For me — an I emphasize that this is my own personal observation — this whole issue is symptomatic of the larger issue of what it means to us to be “church” in the 21st century. For almost two thousand years, the “shepherd-sheep” model of church has been dominant. This is a deeply patronizing and limiting image, even though it is biblical. The minority model throughout the past two millenia is the one I would like to see dominate in the millennium to come: that of teacher-disciple. This is a much more empowering, edifying model — and equally as biblical. See, the problem with the shepherd-sheep model is that try as hard as you will, if you’re a sheep you can never become a shepherd. You will always be subservient and inferior to the shepherds (pastors?) who tend you.

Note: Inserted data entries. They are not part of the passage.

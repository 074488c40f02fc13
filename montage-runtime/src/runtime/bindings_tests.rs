use crate::runtime::{NativeBindings, StateChange};
use std::sync::Arc;
use std::sync::atomic::{AtomicUsize, Ordering};

fn change<'a>(machine: &'a str, from: &'a str, to: &'a str) -> StateChange<'a> {
    StateChange {
        machine,
        previous_state: from,
        next_state: to,
    }
}

#[test]
fn unbound_transition_defers_to_the_graph() {
    let mut bindings = NativeBindings::new();
    assert_eq!(bindings.has_transition_binding("locomotion", "idle", "run"), None);
    assert_eq!(bindings.can_take_transition("locomotion", "idle", "run"), None);
}

#[test]
fn transition_binding_is_replaced_not_stacked() {
    let mut bindings = NativeBindings::new();
    bindings.add_transition_binding("locomotion", "idle", "run", "always", || true);
    bindings.add_transition_binding("locomotion", "idle", "run", "never", || false);

    assert_eq!(
        bindings.has_transition_binding("locomotion", "idle", "run"),
        Some("never")
    );
    assert_eq!(bindings.can_take_transition("locomotion", "idle", "run"), Some(false));
    assert_eq!(bindings.can_take_transition("locomotion", "run", "idle"), None);
    assert_eq!(bindings.can_take_transition("combat", "idle", "run"), None);
}

#[test]
fn transition_hook_keeps_its_own_state() {
    let mut bindings = NativeBindings::new();
    let mut calls = 0;
    bindings.add_transition_binding("locomotion", "idle", "run", "every-other", move || {
        calls += 1;
        calls % 2 == 0
    });
    let answers: Vec<_> = (0..4)
        .map(|_| bindings.can_take_transition("locomotion", "idle", "run"))
        .collect();
    assert_eq!(answers, [Some(false), Some(true), Some(false), Some(true)]);
}

#[test]
fn entry_and_exit_hooks_follow_the_state_names() {
    let entered = Arc::new(AtomicUsize::new(0));
    let exited = Arc::new(AtomicUsize::new(0));
    let mut bindings = NativeBindings::new();
    {
        let entered = Arc::clone(&entered);
        bindings.add_state_entry_binding("locomotion", "run", "on-run", move |change| {
            assert_eq!(change.next_state, "run");
            entered.fetch_add(1, Ordering::SeqCst);
        });
    }
    {
        let exited = Arc::clone(&exited);
        bindings.add_state_exit_binding("locomotion", "idle", "leave-idle", move |change| {
            assert_eq!(change.previous_state, "idle");
            exited.fetch_add(1, Ordering::SeqCst);
        });
    }
    assert_eq!(bindings.has_state_entry_binding("locomotion", "run"), Some("on-run"));
    assert_eq!(bindings.has_state_exit_binding("locomotion", "run"), None);

    let idle_to_run = change("locomotion", "idle", "run");
    assert_eq!(bindings.state_exited(&idle_to_run), 1);
    assert_eq!(bindings.state_entered(&idle_to_run), 1);

    let run_to_idle = change("locomotion", "run", "idle");
    assert_eq!(bindings.state_exited(&run_to_idle), 0);
    assert_eq!(bindings.state_entered(&run_to_idle), 0);

    assert_eq!(bindings.state_entered(&change("combat", "idle", "run")), 0);
    assert_eq!(entered.load(Ordering::SeqCst), 1);
    assert_eq!(exited.load(Ordering::SeqCst), 1);
}

#[test]
fn several_entry_hooks_on_one_state_all_run() {
    let mut bindings = NativeBindings::new();
    bindings.add_state_entry_binding("locomotion", "run", "first", |_| {});
    bindings.add_state_entry_binding("locomotion", "run", "second", |_| {});
    assert_eq!(bindings.state_entered(&change("locomotion", "idle", "run")), 2);
    assert_eq!(bindings.has_state_entry_binding("locomotion", "run"), Some("first"));
}

#[test]
fn update_hooks_keep_registration_order() {
    let mut bindings = NativeBindings::new();
    bindings.add_update_hook("ik", |_| {});
    bindings.add_update_hook("look-at", |_| {});
    let names: Vec<_> = bindings.update_hook_names().collect();
    assert_eq!(names, ["ik", "look-at"]);
    assert!(format!("{bindings:?}").contains("update_hooks: 2"));
}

However, a disciple is in training to become a teacher. Followers can become leaders, learners can become teachers, disciples become stewards, mentors and guides. Shepherds protect their lambys from the wolves; teachers equip and train their students to protect themselves. Where “pastoral” ministry is locked into the traditional “shepherding” mentality, you can treat the sheep anyway you see fit — they won’t know any better. But where “disciple-making” ministry prevails, teachers have the highest commitment to equipping students to become trustworthy, honest, and respectful leaders themselves. The pathway toward healing broken trust is not through the sheep-pen, but into true spiritual community. It will take more than a shift of metaphor, but moving from the “shepherd-sheep” to the “teacher-disciple” worldview may be a very good first step.